Effects of machining surface and laser beam scanning strategy on machinability of selective laser melted Ti6Al4V alloy in milling

Abstract Overlapping melting trajectories and partially-melted powders result in poor surface morphology and high surface roughness values (Ra = ~13.34 μm) of selective laser melted (SLMed) Ti6Al4V alloy. Secondary processing of SLMed components is thus an essential finishing operation to produce functional SLMed parts in precision engineering. This paper investigates the effects of laser scanning strategies (0°, 67.5° and 90° laser scanning schemes) and machining surfaces (top and front surfaces) on the machining performance of SLMed Ti6Al4V alloy in milling, compared with that of annealed ASTM B265 Ti6Al4V alloy.

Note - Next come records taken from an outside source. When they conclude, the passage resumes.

//! Client configuration and endpoint resolution.

use reqwest::header::HeaderValue;
use url::Url;

use crate::error::Error;

/// API version segment used when none is configured.
pub const DEFAULT_API_VERSION: &str = "v2";

/// Content type attached to JSON request bodies and metadata parts.
pub const CONTENT_TYPE_JSON: &str = "application/json; charset=UTF-8";

/// User agent sent when the caller does not override it.
pub const DEFAULT_USER_AGENT: &str =
    concat!(env!("CARGO_PKG_NAME"), "/", env!("CARGO_PKG_VERSION"));

/// Mutable configuration shared by every request a [`Client`] builds.
///
/// Holds the base origin, the API version segment spliced into every request
/// path, and the user-agent string. The owning [`Client`] guards this value
/// with a lock, so an in-flight dispatch and a concurrent setter never race.
///
/// [`Client`]: crate::Client
#[derive(Debug, Clone, PartialEq, Eq)]
pub struct ClientConfig {
    base_url: Url,
    api_version: String,
    user_agent: String,
}

impl ClientConfig {
    /// Creates a configuration with the default version tag and user agent.
    ///
    /// `base_url` should end with a trailing slash if it carries a path
    /// component; resolution follows RFC 3986 relative-reference semantics.
    pub fn new(base_url: Url) -> Self {
        Self {
            base_url,
            api_version: DEFAULT_API_VERSION.to_string(),
            user_agent: DEFAULT_USER_AGENT.to_string(),
        }
    }

    /// Returns the base origin.
    pub fn base_url(&self) -> &Url {
        &self.base_url
    }

    /// Returns the current API version segment.
    pub fn api_version(&self) -> &str {
        &self.api_version
    }

    /// Returns the configured user-agent string. Empty disables the header.
    pub fn user_agent(&self) -> &str {
        &self.user_agent
    }

    /// Replaces the base origin. Takes effect on the next request.
    pub fn set_base_url(&mut self, base_url: Url) {
        self.base_url = base_url;
    }

    /// Replaces the API version segment. Takes effect on the next request.
    ///
    /// ## Errors
    ///
    /// Returns [`Error::InvalidApiVersion`] if `version` starts with `/`
    /// (reserved for absolute-path overrides). On error the configuration is
    /// left untouched.
    pub fn set_api_version(&mut self, version: &str) -> Result<(), Error> {
        if version.starts_with('/') {
            return Err(Error::InvalidApiVersion(version.to_string()));
        }
        self.api_version = version.to_string();
        Ok(())
    }

    /// Replaces the user-agent string. An empty string disables the header.
    ///
    /// ## Errors
    ///
    /// Returns [`Error::InvalidHeader`] if `user_agent` is not a legal HTTP
    /// header value. On error the configuration is left untouched.
    pub fn set_user_agent(&mut self, user_agent: &str) -> Result<(), Error> {
        if !user_agent.is_empty() && HeaderValue::from_str(user_agent).is_err() {
            return Err(Error::InvalidHeader("User-Agent"));
        }
        self.user_agent = user_agent.to_string();
        Ok(())
    }

    /// Resolves a relative resource path into an absolute request URL:
    /// `<origin>/<version>/<relative_path>`.
    ///
    /// Pure function of the current configuration; relative paths should be
    /// given without a leading slash.
    ///
    /// ## Errors
    ///
    /// Returns [`Error::MalformedUrl`] if the joined URL cannot be parsed.
    pub fn resolve(&self, relative_path: &str) -> Result<Url, Error> {
        let reference = format!("{}/{}", self.api_version, relative_path);
        Ok(self.base_url.join(&reference)?)
    }
}

#[cfg(test)]
mod tests {
    use super::*;

    fn config() -> ClientConfig {
        ClientConfig::new(Url::parse("https://chat.example.com/").unwrap())
    }

    #[test]
    fn resolve_joins_origin_version_and_path() {
        let url = config().resolve("room/42/message").unwrap();
        assert_eq!(url.as_str(), "https://chat.example.com/v2/room/42/message");
    }

    #[test]
    fn resolve_is_deterministic_and_distinct_per_path() {
        let config = config();
        let a1 = config.resolve("room").unwrap();
        let a2 = config.resolve("room").unwrap();
        let b = config.resolve("user").unwrap();
        assert_eq!(a1, a2);
        assert_ne!(a1, b);
    }

    #[test]
    fn resolve_uses_current_version() {
        let mut config = config();
        config.set_api_version("v3").unwrap();
        let url = config.resolve("room").unwrap();
        assert_eq!(url.as_str(), "https://chat.example.com/v3/room");
    }

    #[test]
    fn invalid_version_leaves_config_unchanged() {
        let mut config = config();
        let before = config.clone();

        let err = config.set_api_version("/v3").unwrap_err();

        assert!(matches!(err, Error::InvalidApiVersion(_)));
        assert_eq!(config, before);
    }

    #[test]
    fn invalid_user_agent_leaves_config_unchanged() {
        let mut config = config();
        let before = config.clone();

        let err = config.set_user_agent("bad\nagent").unwrap_err();

        assert!(matches!(err, Error::InvalidHeader("User-Agent")));
        assert_eq!(config, before);
    }

    #[test]
    fn empty_user_agent_is_allowed() {
        let mut config = config();
        config.set_user_agent("").unwrap();
        assert_eq!(config.user_agent(), "");
    }

    #[test]
    fn base_url_swap_takes_effect() {
        let mut config = config();
        config.set_base_url(Url::parse("https://other.example.com/").unwrap());
        let url = config.resolve("room").unwrap();
        assert_eq!(url.as_str(), "https://other.example.com/v2/room");
    }
}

High degree of anisotropy of SLMed Ti6Al4V alloy is reflected in cutting force, surface morphology and surface roughness on different machining surfaces. The machining anisotropy is dominated by the anisotropy of microstructure and mechanical properties of SLMed Ti6Al4V alloy, where the anisotropy weakens following the sequence of 0°, 90° and 67.5° SLMed samples. It is verified that high cutting speed can improve machining anisotropy features of SLMed titanium alloy. The chip shape of SLMed Ti6Al4V alloy is a typical conical spiral chip, and the bending degree and length of chips produced by SLMed Ti6Al4V alloy are larger than those produced by annealed Ti6Al4V alloy.